Tuesday, February 17, 2009

Question ...

Why is the city of Concord buying two Chevy Tahoes SUVs and a new police cruiser during a near-economic depression?: ["RFP proposals"].
So, $86,000, for new cars for the police department ... at a time when the city is considering laying off cops [or keeping positions vacant].
Granted, this is capital budget item. Most of the time, these things are separate from operating. And, the life of a police cruiser is amortized over a number of years. As well, as we all know, the cost of a government employee is more than just the salary - there are benefits, pension contribution, etc. But in dire times, the government should make due with what it has, not blow tens of thousands on new SUVs.
Or, think about this way: If you combine this money [$86K] with a nice, completely overdue cut in the cable media access budget [say $120K, or even more ...] and then charged for leaf pickup [$200K or more] the city would have about half what the bag tax would bring in!
Clearly, it is time to set some priorities.


Anonymous said...

I have emailed you, 2x about joining the group, is it because my husband is on the school board? Am I barred?

Anonymous said...

Tony, very good question asked. Was it cost effective to replace cars;Fleet maintance should include all costs to come up with a bottom line that saves money.
A 0% tax rate for 2010 should flush out all extra spending. This will give everyone a chance to see where all the money goes. I think the budget process starts tonight and the Council has several months to decide on what will be funded.

Tony said...

Thanks for reading and posting.

If you like this question, there is more coming. :-)

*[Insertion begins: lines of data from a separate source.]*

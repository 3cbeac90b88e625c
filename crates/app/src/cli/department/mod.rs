use clap::{Args, Subcommand};
use orgsetup_app::{
    config::DatabaseConfig, context::AppContext,
    domain::departments::records::DepartmentRecord,
};

mod add;
mod delete;
mod list;
mod update;

#[derive(Debug, Args)]
pub(crate) struct DepartmentCommand {
    #[command(flatten)]
    database: DatabaseConfig,

    #[command(subcommand)]
    command: DepartmentSubcommand,
}

#[derive(Debug, Subcommand)]
enum DepartmentSubcommand {
    /// Create a department
    Add(add::AddDepartmentArgs),
    /// List every department
    List,
    /// Change fields of an existing department
    Update(update::UpdateDepartmentArgs),
    /// Mark a department inactive
    Delete(delete::DeleteDepartmentArgs),
}

pub(crate) async fn run(command: DepartmentCommand) -> Result<(), String> {
    let context = AppContext::from_database_url(&command.database.database_url)
        .await
        .map_err(|error| format!("failed to connect to database: {error}"))?;

    let service = context.departments.as_ref();

    let output = match command.command {
        DepartmentSubcommand::Add(args) => add::execute(service, args).await?,
        DepartmentSubcommand::List => list::execute(service).await?,
        DepartmentSubcommand::Update(args) => update::execute(service, args).await?,
        DepartmentSubcommand::Delete(args) => delete::execute(service, args).await?,
    };

    println!("{output}");

    Ok(())
}

fn describe(department: &DepartmentRecord) -> String {
    format!(
        "department_id: {}\ndepartment_name: {}\ncode: {}\nstatus: {}",
        department.id, department.name, department.code, department.status
    )
}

First, "Anon8:52," which I assume is Mrs. Fleming, I haven't received any emails from you about joining CTA. However, keep watching this space for more details.

To "Anon11:03" - you may be correct about that. But I wonder if the 0 percent tax rate is realistic or, frankly, a trick to scare everyone.

No one, not even me, expects municipal, regional, state, or federal spending to not go up some amount each year. It would be nice if government didn't but it isn't realistic. Everything goes up. The key for me is whether or not it goes up 3 percent, 6 percent, or 17 percent.

Obviously, in an economic collapse, keeping as close to 0 percent is best. So many people in the private sector are getting hammered and having to live with less. If those of us in the private sector have to live with these conditions, so should the public sector.

I personally support government entities living within what the tax cap proposing - whatever the CPI is for the previous year. This year, that would be 4.1 percent. In future years, it could be less or more. Granted, when it appears on the ballot in November, the tax cap will only cover the city of Concord side of the budget. But after it is approved, we’ll work on the others, in order to make Concord affordable again.

My fear, however, when city officials float 17 percent deficits and then state that they will propose a 0 percent budget, is that it will freak so many people out that they will be clamoring for taxes to preserve services.

It's called "The old Kevin White trick" - release shocking and dire details about the budget proposing a godawful increase in an effort to get the rabble to accept a lower amount - which is the amount you really wanted them to accept in the first please.

As the fable goes, the Mayah of Boston in the 1970s proposed a 24 percent tax increase. Everyone freaked out about it for weeks and weeks. People were furious and it was the talk of the town. Then, after a bit of time, the Mayah held a news conference to calm everyone down, letting them know that taxes were only going up 12 percent. The public, breathing a sigh of relief, never realized until much later that the Mayah only wanted 12 percent in the first place.

If our city officials are planning on doing this, by floating a 0 percent budget instead of a realistic budget increase [like the tax cap proposal], it is just flat out wrong. To trick the public only to end up taxing them 6, 7, or 8 percent more, and then saying "The public has spoken because we scared the sh*t out of them ..." is repulsively manipulative. This emotional response doesn't get to the heart of the matter: What is reasonable, affordable, and just, in the middle of an economic collapse. It also doesn’t address the issue of what the city should be doing and what it shouldn’t be doing. I truly hope that our city officials don't have this in the back of their heads but I won’t be surprised if this is the plan for a 0 percent budget.

In closing, I’ll say this: The key to government budgeting is to start from $0 each and every year and build up to what is available. If government did this, it would find that 1) It doesn’t need to do all the things it does, and 2) It would find more funds to do other things it should be doing or doing better.